Effects of three alpha 2-adrenoceptor agonists, rilmenidine, UK 14304 and clonidine on bradykinin- and substance P-induced airway microvascular leakage in guinea-pigs.

The effects of three alpha 2-adrenoceptor agonists, clonidine, rilmenidine and UK 14304 on the increase of microvascular permeability induced by bradykinin or substance P in guinea-pigs airways have been studied in vivo. Extravasation of intravenously (i.v.) injected Evans blue dye was used as index of permeability. The effects of the three alpha 2-adrenoceptor agonists on the contraction induced by bradykinin (0.3 micrograms.kg-1, i.v.) and substance P (0.3 micrograms.kg-1, i.v.) were also studied on the isolated guinea-pig trachea. The increase of plasma exudation induced by bradykinin (0.3 micrograms.kg-1, i.v.) was inhibited partially by rilmenidine and UK 14304 (20 micrograms and 100 micrograms, intratracheally) respectively.
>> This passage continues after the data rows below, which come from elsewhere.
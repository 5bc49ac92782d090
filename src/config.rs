//! Server configuration.
//!
//! Configuration is layered: built-in defaults, then an optional JSON file,
//! then command line flags and environment variables.
//!
//! ```json
//! {
//!   "bind": "0.0.0.0:8080",
//!   "max_input_chars": 15000,
//!   "classifier": { "min_detection_chars": 10, "precision": 3 }
//! }
//! ```

use std::fs;
use std::path::Path;

use serde::{Deserialize, Serialize};

use crate::classifier::ClassifierConfig;
use crate::error::{Result, SentixError};

/// Default listen address.
pub const DEFAULT_BIND: &str = "127.0.0.1:5000";

/// Default limit on the length of analyzed text, in characters.
pub const DEFAULT_MAX_INPUT_CHARS: usize = 15_000;

/// Configuration for the HTTP server and the classifier behind it.
#[derive(Debug, Clone, PartialEq, Serialize, Deserialize)]
#[serde(default)]
pub struct ServerConfig {
    /// Socket address to listen on.
    pub bind: String,
    /// Longest accepted input, in Unicode scalar values.
    pub max_input_chars: usize,
    /// Classifier settings.
    pub classifier: ClassifierConfig,
}

impl Default for ServerConfig {
    fn default() -> Self {
        Self {
            bind: DEFAULT_BIND.to_string(),
            max_input_chars: DEFAULT_MAX_INPUT_CHARS,
            classifier: ClassifierConfig::default(),
        }
    }
}

impl ServerConfig {
    /// Load a configuration from a JSON file.
    ///
    /// Missing fields take their default values.
    pub fn from_file<P: AsRef<Path>>(path: P) -> Result<Self> {
        let path = path.as_ref();
        let content = fs::read_to_string(path).map_err(|e| {
            SentixError::config(format!("cannot read {}: {e}", path.display()))
        })?;
        let config: ServerConfig = serde_json::from_str(&content)?;
        config.validate()?;
        Ok(config)
    }

    /// Check that the configuration can be used.
    pub fn validate(&self) -> Result<()> {
        if self.bind.trim().is_empty() {
            return Err(SentixError::config("bind address must not be empty"));
        }
        if self.max_input_chars == 0 {
            return Err(SentixError::config("max_input_chars must be positive"));
        }
        self.classifier.validate()
    }
}

#[cfg(test)]
mod tests {
    use super::*;

    #[test]
    fn test_defaults() {
        let config = ServerConfig::default();

        assert_eq!(config.bind, "127.0.0.1:5000");
        assert_eq!(config.max_input_chars, 15_000);
        assert_eq!(config.classifier, ClassifierConfig::default());
        assert!(config.validate().is_ok());
    }

    #[test]
    fn test_partial_json_uses_defaults() {
        let config: ServerConfig =
            serde_json::from_str(r#"{"max_input_chars": 100, "classifier": {"precision": 2}}"#)
                .unwrap();

        assert_eq!(config.bind, DEFAULT_BIND);
        assert_eq!(config.max_input_chars, 100);
        assert_eq!(config.classifier.precision, 2);
        assert_eq!(config.classifier.min_detection_chars, 10);
    }

    #[test]
    fn test_validation() {
        let config = ServerConfig {
            max_input_chars: 0,
            ..Default::default()
        };
        assert!(matches!(config.validate(), Err(SentixError::Config(_))));

        let config = ServerConfig {
            bind: "  ".to_string(),
            ..Default::default()
        };
        assert!(matches!(config.validate(), Err(SentixError::Config(_))));
    }

    #[test]
    fn test_missing_file() {
        let result = ServerConfig::from_file("/nonexistent/sentix.json");
        assert!(matches!(result, Err(SentixError::Config(_))));
    }
}
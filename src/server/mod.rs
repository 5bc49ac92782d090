//! HTTP boundary.
//!
//! - `GET /` serves the dashboard page.
//! - `POST /analyze` accepts `{"text": "..."}` and returns the classifier's
//!   outcome as JSON.

pub mod error;
pub mod routes;

pub use error::ApiError;
pub use routes::{AnalyzeRequest, AppState, router};

use std::sync::Arc;

use log::{info, warn};
use tokio::net::TcpListener;

use crate::classifier::AnalysisClassifier;
use crate::config::ServerConfig;
use crate::error::Result;
use crate::language;

/// Run the server until Ctrl-C is received.
pub async fn serve(config: ServerConfig) -> Result<()> {
    config.validate()?;
    language::warm_up();

    let classifier = AnalysisClassifier::with_config(config.classifier.clone())?;
    info!("classifier ready: {classifier:?}");
    let state = AppState::new(Arc::new(classifier), config.max_input_chars);

    let listener = TcpListener::bind(&config.bind).await?;
    info!("Sentix listening on http://{}", listener.local_addr()?);

    axum::serve(listener, router(state))
        .with_graceful_shutdown(shutdown_signal())
        .await?;

    info!("server stopped");
    Ok(())
}

async fn shutdown_signal() {
    match tokio::signal::ctrl_c().await {
        Ok(()) => info!("shutdown requested"),
        Err(e) => {
            warn!("cannot listen for Ctrl-C, running until killed: {e}");
            std::future::pending::<()>().await;
        }
    }
}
These two substances had no action on the effects of substance P. The effects of rilmenidine and UK 14304 were abolished by alpha 2-blockers (idazoxan 1mg.kg-1 i.v. and RX 821001 100 micrograms.kg-1, i.v.), but they were not altered by the alpha 1-blocker prazosin (30 micrograms.kg-1, i.v.). Under similar conditions, clonidine or the alpha 1-adrenoceptor agonist methoxamine were without significant effects. In vitro, rilmenidine and UK 14304 inhibited partially the contractile effects of bradykinin but not those of substance P. To conclude, both rilmenidine and UK 14304 inhibit the bradykinin-induced increase of vascular permeability in the airways, and they probably do so on peptidergic nerve endings at the prejunctional level since these substances are without effect on substance P. The absence of activity of clonidine in our study might be due to a difference in spectrum of action on the several types of alpha 2-adrenergic or imidazole receptors.